The energy inside is palpable: sweaty and competitive. There is no talking. No cellphones. It’s about the music, the spinning flywheels and the discipline.

The race begins each Monday at noon, when online reservations open for the coming week’s quad-burning workouts. The bikes in the most dynamic instructors’ classes are often all booked within an hour.

“It is impossible to get into some of the hot classes taught by the best teachers,” said Richard Wagman, a real estate developer in his 40s who joked that his strategy “involves three super computers registering at noon on Mondays.”

Others pay a premium to get ahead of the masses. The price of each session normally is $32. It drops a little when 10, 20 or 30 sessions are bought at once. But a 50-class series does not come with a discount. In fact, the cost, $3,000, works out to $60 a class. The package comes with the privilege to sign up weeks early for spots and even to request a bike in the front row — a chance to lead the pack of racers.

A hard-core group of regulars fill many of the slots, and beginners are welcome, though it can be difficult to keep up. The sessions mix serious pedaling with an upper-body workout for a maximum calorie burn; the workout is beloved for being efficient and fun.

The studio offers 7 to 10 classes a day, seven days a week, and about 2,000 people spin through each week, Ms. Rice said.

SoulCycle has three branches in Manhattan and one each in Scarsdale and Bridgehampton, N.Y. (A branch in Miami Beach is to open this month, and two more locations in Manhattan are to open early next year.)
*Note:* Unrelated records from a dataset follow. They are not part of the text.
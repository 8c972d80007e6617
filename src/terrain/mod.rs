//! Surface storage and chunk materialization.
//!
//! Provides the row-major `Surface` canvas shared by every stage and the
//! tessellator that turns coarse cells into tile-resolution chunks.

mod chunk;
mod surface;

pub use chunk::{Chunk, ChunkConfig, ChunkSeeding, ChunkTessellator, NeighborSeed};
pub use surface::{Cell, Surface};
Before entering the steaming, windowless studio at the Upper East Side branch, students stuff gear into small lockers and try to sidestep the sweaty cyclists leaving the previous session. Those finished with their workouts often grab their sweatshirts, jackets and shoes and change outside on Third Avenue.
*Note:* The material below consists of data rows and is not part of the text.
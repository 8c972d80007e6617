//! Structured logging setup for the command line tool.
//!
//! Library code only emits `tracing` events; installing a subscriber is left
//! to the binary.

use tracing_subscriber::{fmt, layer::SubscriberExt, util::SubscriberInitExt, EnvFilter};

/// Filter used when `RUST_LOG` is not set.
pub fn default_filter(verbose: bool) -> &'static str {
    if verbose {
        "debug"
    } else {
        "info"
    }
}

/// Build the `EnvFilter`: `RUST_LOG` wins, otherwise [`default_filter`].
pub fn env_filter(verbose: bool) -> EnvFilter {
    EnvFilter::try_from_default_env().unwrap_or_else(|_| EnvFilter::new(default_filter(verbose)))
}

/// Install the global console subscriber.
///
/// Safe to call more than once; later calls leave the first subscriber in
/// place.
pub fn init_logging(verbose: bool) {
    let console_layer = fmt::layer()
        .with_target(true)
        .with_level(true)
        .with_writer(std::io::stderr)
        .with_timer(fmt::time::uptime());

    let _ = tracing_subscriber::registry()
        .with(env_filter(verbose))
        .with(console_layer)
        .try_init();
}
In the studio, the bikes are crammed so tightly that riders in racing position can practically lick the Lululemon logo on the seat of the pants of the person directly in front of them.

“We ride close together so we can feel and feed on each other’s energy,” the SoulCycle Web site says. “That being said, your neighbor does not want to feed off your odor.”

One Sunday night, 48 riders packed into Daniel Wiener’s class, which had a fun old-school mix of Journey, Bonnie Tyler, Run-D.M.C. and Salt-n-Pepa playing. Middle schoolers perched on bikes next to their parents. Teenagers twisted their long hair into top knots, adorned with SoulCycle bandanas. Middle-aged women strapped on heart monitors and peeled off shirts to reveal skimpy sports bras and SoulCycle-cut abs.

The lights were dimmed, and Don Henley boomed:

Nobody on the road,

Nobody on the beach,

I feel it in the air,

The summer’s out of reach.

The workout was brutal: double-time and relentless. Perfectly suited to its neighborhood.